Occorre fare una precisazione, la classologia non prende come base del suo giudizio il fatto che un provvedimento privilegi o meno alcune tipologie di reddito, ma se quel provvedimento supporti il mondo del lavoro ovvero quello della rendita. Ad esempio i 10 miliardi annui che spendiamo per gli 80€ vanno sì a favore di una parte dei redditi da lavoro dipendente, ma, almeno a mio avviso, non hanno nulla a che fare con il supporto del mondo del lavoro.
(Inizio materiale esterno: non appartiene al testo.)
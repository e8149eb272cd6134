use clap::{Parser, Subcommand};
use kinect_registration::depth::{DEPTH_SENTINEL, DepthFrame};
use kinect_registration::io::{object_to_json, save_depth_frame};
use kinect_registration::vetting::Candidate;
use kinect_registration::{PixelPoint, RegistrationConfig};
use rand::{Rng, SeedableRng};
use rand_chacha::ChaCha8Rng;
use std::path::Path;

#[derive(Parser)]
#[command(author, version, about, long_about = None)]
struct Args {
    #[command(subcommand)]
    command: Commands,
}

#[derive(Subcommand)]
enum Commands {
    /// Generate a pair of depth frames and candidate matches with a known offset
    Generate {
        /// Output directory
        #[arg(short, long)]
        output: String,

        /// Horizontal pixel shift of camera B relative to camera A
        #[arg(long, default_value = "12", allow_hyphen_values = true)]
        shift_x: i64,

        /// Vertical pixel shift of camera B relative to camera A
        #[arg(long, default_value = "-4", allow_hyphen_values = true)]
        shift_y: i64,

        /// Raw depth added to every camera B reading
        #[arg(long, default_value = "30", allow_hyphen_values = true)]
        depth_offset: i32,

        /// Number of candidate matches to write
        #[arg(short, long, default_value = "40")]
        num_candidates: usize,

        /// Fraction of candidates pointing at a random wrong pixel
        #[arg(long, default_value = "0.25")]
        outlier_ratio: f64,

        /// Fraction of depth pixels without a valid reading
        #[arg(long, default_value = "0.05")]
        invalid_ratio: f64,

        /// Image width
        #[arg(long, default_value = "640")]
        width: usize,

        /// Image height
        #[arg(long, default_value = "480")]
        height: usize,

        #[arg(long, default_value = "0")]
        seed: u64,
    },
}

fn main() -> Result<(), Box<dyn std::error::Error>> {
    env_logger::init();
    let args = Args::parse();

    match args.command {
        Commands::Generate {
            output,
            shift_x,
            shift_y,
            depth_offset,
            num_candidates,
            outlier_ratio,
            invalid_ratio,
            width,
            height,
            seed,
        } => {
            let scene = SceneParams {
                shift: (shift_x, shift_y),
                depth_offset,
                num_candidates,
                outlier_ratio,
                invalid_ratio,
                width,
                height,
            };
            generate_scene(&output, &scene, seed)?;
        }
    }

    Ok(())
}

struct SceneParams {
    shift: (i64, i64),
    depth_offset: i32,
    num_candidates: usize,
    outlier_ratio: f64,
    invalid_ratio: f64,
    width: usize,
    height: usize,
}

/// A tilted plane with a bump in the middle, in raw depth units.
fn scene_depth(u: f64, v: f64, width: f64, height: f64) -> f64 {
    let du = (u - width / 2.0) / width;
    let dv = (v - height / 2.0) / height;
    700.0 + 200.0 * du + 120.0 * dv + 150.0 * (-(du * du + dv * dv) * 12.0).exp()
}

fn generate_scene(
    output_dir: &str,
    scene: &SceneParams,
    seed: u64,
) -> Result<(), Box<dyn std::error::Error>> {
    use std::fs;

    let mut rng = ChaCha8Rng::seed_from_u64(seed);
    let (w, h) = (scene.width, scene.height);
    let (sx, sy) = scene.shift;

    let mut frame_a = DepthFrame::filled(w, h, DEPTH_SENTINEL);
    let mut frame_b = DepthFrame::filled(w, h, DEPTH_SENTINEL);
    for y in 0..h {
        for x in 0..w {
            let d = scene_depth(x as f64, y as f64, w as f64, h as f64);
            if !rng.random_bool(scene.invalid_ratio) {
                frame_a.set_raw(x, y, d.round() as u16);
            }
            // camera B pixel (x, y) sees the scene point at A pixel (x + sx, y + sy)
            let d = scene_depth((x as i64 + sx) as f64, (y as i64 + sy) as f64, w as f64, h as f64)
                + scene.depth_offset as f64;
            if !rng.random_bool(scene.invalid_ratio) {
                // upper bits carry flags on the real sensor
                frame_b.set_raw(x, y, 0x8000 | (d.round().clamp(0.0, 2046.0) as u16));
            }
        }
    }

    let margin = sx.unsigned_abs().max(sy.unsigned_abs()) as usize + 2;
    let mut candidates = Vec::with_capacity(scene.num_candidates);
    for _ in 0..scene.num_candidates {
        let xa = rng.random_range(margin..w - margin) as f32;
        let ya = rng.random_range(margin..h - margin) as f32;
        let point_a = PixelPoint::new(xa, ya);
        let point_b = if rng.random_bool(scene.outlier_ratio) {
            PixelPoint::new(
                rng.random_range(0..w) as f32,
                rng.random_range(0..h) as f32,
            )
        } else {
            PixelPoint::new(xa - sx as f32, ya - sy as f32)
        };
        candidates.push(Candidate {
            point_a,
            point_b,
            distance: rng.random_range(0.0..200.0),
        });
    }
    candidates.sort_by(|a, b| a.distance.total_cmp(&b.distance));

    fs::create_dir_all(output_dir)?;
    let out = Path::new(output_dir);
    save_depth_frame(out.join("depth_a.png"), &frame_a)?;
    save_depth_frame(out.join("depth_b.png"), &frame_b)?;
    object_to_json(out.join("candidates.json"), &candidates)?;
    let config = RegistrationConfig {
        image_width: w,
        image_height: h,
        ..Default::default()
    };
    object_to_json(out.join("config.json"), &config)?;

    println!(
        "Generated {}x{} scene with {} candidates in {}",
        w, h, scene.num_candidates, output_dir
    );
    Ok(())
}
Facciamo un ultimo esempio: bisogna salvare le banche in rischio default (responsabilità del capitalismo finanziario 100%) e servono tot miliardi. Tali fondi vengono reperiti tramite taglio dei pubblici investimenti o degli incentivi alla “Calenda”(sacrifici caricati al mondo del lavoro). Nella legge di approvazione di questo provvedimento una tabella ad hoc indicherà esplicitamente che un guasto provocato al 100% dal capitalismo finanziario e sanato al 100% dal mondo del lavoro: questo è il succo dello scopo della “Classologica”.

Vorrei chiudere esaminando la rivoluzione 4.0, una rivoluzione frutto del mondo del lavoro che nasce dalla ricerca, dagli imprenditori schumpeteriani, dai lavoratori chiamati a convertirsi in lavoratori digitali per adattarsi ed inserirsi da protagonisti in questo processo.

Alla lunga, estremizzando, ma non molto, il processo, tutta la produzione sarà fatta meglio e in misura maggior di prima, dalla robotizzazione e senza lavoratori. Se non si interviene da subito con un modello redistributivo che abbandoni, a poco a poco, il principio del tempo di lavoro per passare ad un modello basato sui diritti di cittadinanza rischiamo, nell’analisi classologica del processo, di imboccarci in un nuovo schiavismo in cui il detentore del capitale finanziario sarà proprietario di tutta la robotizzazione; non esisterà più plusvalore non esistendo più lavoro salariato, e la nuova classe degli oppressi dovrà vivere della più completa discrezionalità egemonica del capitale.

La mia concezione classologica, riconoscendo nella rivoluzione 4.0 una lodevole LIBERAZIONE DAL LAVORO, propone un modello redistributivo che non operi più soltanto sui flussi di reddito, ma si basi su una radicale redistribuzione della proprietà dei mezzi di produzione, insomma una LIBERAZIONE DEL LAVORO, ovvero la socializzazione dell’apparato produttivo robotico, i cui frutti siano goduti da tutti in maniera legata non al tempo di lavoro (pari a zero) ma alla partecipazione attiva alla realizzazione dei progetti di un nuovo mondo comunitaristico. Rimando in particolare agli scritti del Nobel James Meade.